Obstacles to building high availability software systems

I saw a discussion on a slack about obstacles to high availability systems and wanted to record the edited version for posterity (mostly for future me, as I blog for myself). Note that in any mention of high availability systems would be remiss if I didn’t mention the Google SRE book, which is slow reading but free and full of great information.

First, what is high availability? I like this definition from Digital Ocean:

In computing, the term availability is used to describe the period of time when a service is available, as well as the time required by a system to respond to a request made by a user. High availability is a quality of a system or component that assures a high level of operational performance for a given period of time.

Design considerations of a system that will hinder high availability fall into two categories.

The first category is actions that you don’t take, but could take:

single points of failure: if you have a piece of your system which is unique and it fails (and everything fails, all the time), the entire system’s availability will be affected.
missing or incomplete automation: if you need human beings to resurrect failed parts of your system, it will meaningful amounts of time and will be error prone.
failing to build in elasticity and scalability of resources: when usage increases, new resources should be automatically brought online.

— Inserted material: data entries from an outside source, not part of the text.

//! CLI override definitions and application logic.

use clap::Parser;
use rulecheck_dns::TierConfig;

use crate::Config;
use crate::types::*;

#[derive(Debug, Clone, Parser, Default)]
pub struct CliOverrides {
    /// Override the merged input rule file
    #[arg(long)]
    pub input: Option<String>,
    /// Override the full artifact path
    #[arg(long)]
    pub output: Option<String>,
    /// Override the lite (first tier only) artifact path
    #[arg(long)]
    pub lite_output: Option<String>,
    /// Write a JSON run report to this path
    #[arg(long)]
    pub report: Option<String>,
    /// Override maximum in-flight DNS queries (1..=750)
    #[arg(long)]
    pub max_concurrency: Option<usize>,
    /// Override the progress log interval (completed lookups)
    #[arg(long)]
    pub progress_interval: Option<usize>,
    /// Override the per-query timeout of every tier (seconds)
    #[arg(long)]
    pub timeout_secs: Option<u64>,
    /// Replace all tiers with a single tier (repeatable or comma-separated)
    #[arg(long, num_args = 1.., value_delimiter = ',')]
    pub nameserver: Option<Vec<String>>,
    /// Enable parent-domain aggregation
    #[arg(long)]
    pub aggregate: Option<bool>,
    /// Override the aggregation depth (labels)
    #[arg(long)]
    pub hierarchy_depth: Option<usize>,
    /// Query domains individually when their parent fails
    #[arg(long)]
    pub query_leaves: Option<bool>,
    /// Path to a GeoIP2 / GeoLite2 .mmdb database
    #[arg(long)]
    pub geoip: Option<String>,
    /// Country code kept by region artifacts
    #[arg(long)]
    pub region: Option<String>,
    /// Region artifact path (requires --geoip)
    #[arg(long)]
    pub region_output: Option<String>,
    /// Override the artifact title
    #[arg(long)]
    pub title: Option<String>,
    /// Override the homepage written to headers
    #[arg(long)]
    pub homepage: Option<String>,
    /// Override log level (trace/debug/info/warn/error)
    #[arg(long)]
    pub log_level: Option<String>,
    /// Override log format (json/pretty/compact)
    #[arg(long)]
    pub log_format: Option<String>,
}

pub fn apply_overrides(config: &mut Config, overrides: &CliOverrides) {
    if let Some(v) = &overrides.input {
        config.input.path = v.clone();
    }
    if let Some(v) = &overrides.output {
        set_artifact_path(config, ArtifactKind::Full, v);
    }
    if let Some(v) = &overrides.lite_output {
        set_artifact_path(config, ArtifactKind::Lite, v);
    }
    if let Some(v) = &overrides.region_output {
        set_artifact_path(config, ArtifactKind::Region, v);
    }
    if let Some(v) = &overrides.report {
        config.output.report = Some(v.clone());
    }
    if let Some(v) = overrides.max_concurrency {
        config.resolver.max_concurrency = v;
    }
    if let Some(v) = overrides.progress_interval {
        config.resolver.progress_interval = v;
    }
    if let Some(servers) = &overrides.nameserver {
        config.resolver.tiers = vec![TierConfig::new("cli", servers.iter().cloned())];
    }
    // After --nameserver so the replacement tier picks it up too.
    if let Some(v) = overrides.timeout_secs {
        for tier in &mut config.resolver.tiers {
            tier.timeout_secs = v;
        }
    }
    if let Some(v) = overrides.aggregate {
        config.hierarchy.enabled = v;
    }
    if let Some(v) = overrides.hierarchy_depth {
        config.hierarchy.depth = v;
    }
    if let Some(v) = overrides.query_leaves {
        config.hierarchy.query_leaves = v;
    }
    if let Some(v) = &overrides.geoip {
        config.geoip.path = Some(v.clone());
    }
    if let Some(v) = &overrides.region {
        config.geoip.region = v.to_ascii_uppercase();
    }
    if let Some(v) = &overrides.title {
        config.output.title = v.clone();
    }
    if let Some(v) = &overrides.homepage {
        config.output.homepage = v.clone();
    }
    if let Some(v) = &overrides.log_level {
        config.logging.level = Some(v.clone());
    }
    if let Some(v) = &overrides.log_format {
        config.logging.format = Some(v.clone());
    }
}

/// Point the first artifact of `kind` at `path`, adding one if missing.
fn set_artifact_path(config: &mut Config, kind: ArtifactKind, path: &str) {
    match config.output.artifacts.iter_mut().find(|a| a.kind == kind) {
        Some(artifact) => artifact.path = path.to_string(),
        None => config
            .output
            .artifacts
            .push(ArtifactConfig::new(kind, path)),
    }
}
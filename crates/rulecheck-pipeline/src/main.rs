//! rulecheck pipeline standalone binary.

use std::process::ExitCode;

use clap::Parser;
use rulecheck_pipeline::cli::{self, PipelineCli};

#[tokio::main]
async fn main() -> ExitCode {
    let args = PipelineCli::parse();
    match cli::run(args.command).await {
        Ok(()) => ExitCode::SUCCESS,
        Err(e) => {
            eprintln!("Error: {e}");
            ExitCode::FAILURE
        }
    }
}
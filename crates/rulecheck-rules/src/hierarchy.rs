//! Parent/child domain aggregation.
//!
//! Every domain is grouped under its canonical parent (last two labels).
//! For label counts `3..=depth`, the matching suffixes are registered as the
//! parent's descendants, so a single successful parent query can validate
//! them all. This assumes descendants share the parent's DNS fate, which is
//! an approximation: it is configurable and can be disabled.

use rustc_hash::{FxHashMap, FxHashSet};

use crate::domain::{canonical_parent, label_count, suffix};

/// Domains grouped under their canonical parents.
#[derive(Debug, Clone, Default)]
pub struct DomainHierarchy {
    depth: usize,
    parents: FxHashMap<String, FxHashSet<String>>,
}

impl DomainHierarchy {
    /// Build the hierarchy for a domain set.
    ///
    /// `depth` is the deepest label count registered as a descendant;
    /// values below 3 register parents only.
    pub fn build<'a, I>(domains: I, depth: usize) -> Self
    where
        I: IntoIterator<Item = &'a str>,
    {
        let mut parents: FxHashMap<String, FxHashSet<String>> = FxHashMap::default();
        for domain in domains {
            let descendants = parents
                .entry(canonical_parent(domain).to_string())
                .or_default();
            let labels = label_count(domain);
            for n in 3..=depth.min(labels) {
                descendants.insert(suffix(domain, n).to_string());
            }
        }
        Self { depth, parents }
    }

    pub fn depth(&self) -> usize {
        self.depth
    }

    pub fn is_parent(&self, domain: &str) -> bool {
        self.parents.contains_key(domain)
    }

    pub fn parent_count(&self) -> usize {
        self.parents.len()
    }

    /// Registered parents, in no particular order.
    pub fn parents(&self) -> impl Iterator<Item = &str> {
        self.parents.keys().map(String::as_str)
    }

    /// Descendants registered under `parent` (empty if it is not a parent).
    pub fn descendants(&self, parent: &str) -> impl Iterator<Item = &str> {
        self.parents
            .get(parent)
            .into_iter()
            .flatten()
            .map(String::as_str)
    }

    /// Check if a resolved parent would validate `domain`.
    pub fn covers(&self, domain: &str) -> bool {
        self.is_parent(domain)
            || self
                .parents
                .get(canonical_parent(domain))
                .is_some_and(|set| set.contains(domain))
    }

    /// Split `domains` into the queries to run.
    ///
    /// `primary` is every parent. `residual` holds the remaining domains:
    /// all of them when `query_leaves` is set (only those left unresolved
    /// after `primary` are queried), otherwise only the ones no parent
    /// covers. Both lists are sorted.
    pub fn query_plan<'a, I>(&self, domains: I, query_leaves: bool) -> QueryPlan
    where
        I: IntoIterator<Item = &'a str>,
    {
        let mut primary: Vec<String> = self.parents.keys().cloned().collect();
        let mut residual: Vec<String> = domains
            .into_iter()
            .filter(|d| !self.is_parent(d))
            .filter(|d| query_leaves || !self.covers(d))
            .map(str::to_string)
            .collect();
        primary.sort_unstable();
        residual.sort_unstable();
        residual.dedup();
        QueryPlan { primary, residual }
    }
}

/// Ordered query stages for one run.
#[derive(Debug, Clone, Default, PartialEq, Eq)]
pub struct QueryPlan {
    /// Queried first in every tier.
    pub primary: Vec<String>,
    /// Queried afterwards, skipping domains already validated.
    pub residual: Vec<String>,
}

impl QueryPlan {
    /// Plan without aggregation: every domain queried directly.
    pub fn flat<'a, I>(domains: I) -> Self
    where
        I: IntoIterator<Item = &'a str>,
    {
        let mut primary: Vec<String> = domains.into_iter().map(str::to_string).collect();
        primary.sort_unstable();
        primary.dedup();
        Self {
            primary,
            residual: Vec::new(),
        }
    }

    /// Total number of planned domains across both stages.
    pub fn len(&self) -> usize {
        self.primary.len() + self.residual.len()
    }

    pub fn is_empty(&self) -> bool {
        self.primary.is_empty() && self.residual.is_empty()
    }
}

#[cfg(test)]
mod tests {
    use super::*;

    fn sorted<'a>(iter: impl Iterator<Item = &'a str>) -> Vec<&'a str> {
        let mut v: Vec<_> = iter.collect();
        v.sort_unstable();
        v
    }

    #[test]
    fn parents_and_descendants() {
        let h = DomainHierarchy::build(
            ["sub.cdn.example.com", "ads.example.com", "example.org"],
            4,
        );
        assert_eq!(sorted(h.parents()), ["example.com", "example.org"]);
        assert_eq!(
            sorted(h.descendants("example.com")),
            ["ads.example.com", "cdn.example.com", "sub.cdn.example.com"]
        );
        assert_eq!(h.descendants("example.org").count(), 0);
        assert_eq!(h.descendants("missing.net").count(), 0);
    }

    #[test]
    fn depth_caps_registration() {
        let h = DomainHierarchy::build(["a.b.c.example.com"], 4);
        assert_eq!(
            sorted(h.descendants("example.com")),
            ["b.c.example.com", "c.example.com"]
        );
        assert!(!h.covers("a.b.c.example.com"));
        assert!(h.covers("b.c.example.com"));
    }

    #[test]
    fn depth_below_three_registers_parents_only() {
        let h = DomainHierarchy::build(["ads.example.com"], 2);
        assert!(h.is_parent("example.com"));
        assert_eq!(h.descendants("example.com").count(), 0);
    }

    #[test]
    fn short_domains_are_their_own_parent() {
        let h = DomainHierarchy::build(["localhost", "example.com"], 4);
        assert!(h.is_parent("localhost"));
        assert!(h.is_parent("example.com"));
        assert_eq!(h.parent_count(), 2);
    }

    #[test]
    fn query_plan_with_leaf_fallback() {
        let domains = ["sub.cdn.example.com", "example.com", "a.b.c.d.example.net"];
        let h = DomainHierarchy::build(domains, 4);
        let plan = h.query_plan(domains, true);
        assert_eq!(plan.primary, ["example.com", "example.net"]);
        assert_eq!(plan.residual, ["a.b.c.d.example.net", "sub.cdn.example.com"]);
    }

    #[test]
    fn query_plan_without_leaf_fallback() {
        let domains = ["sub.cdn.example.com", "a.b.c.d.example.net"];
        let h = DomainHierarchy::build(domains, 4);
        let plan = h.query_plan(domains, false);
        assert_eq!(plan.primary, ["example.com", "example.net"]);
        // too deep to be covered by example.net
        assert_eq!(plan.residual, ["a.b.c.d.example.net"]);
    }

    #[test]
    fn flat_plan() {
        let plan = QueryPlan::flat(["b.example.com", "a.example.com", "b.example.com"]);
        assert_eq!(plan.primary, ["a.example.com", "b.example.com"]);
        assert!(plan.residual.is_empty());
        assert_eq!(plan.len(), 2);
    }
}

Failure to do so will impact system performance and that could impact system availability
missing or incomplete system instrumentation: if you don’t monitor your system, you won’t be able to even know its availability (until you hear from your users).
application statefulness (on the compute nodes): this impacts your ability to use elastic resources and to grow parts of your system that are under load. (If you aren’t designing a greenfield system, this may be an externally imposed requirement due to existing software.)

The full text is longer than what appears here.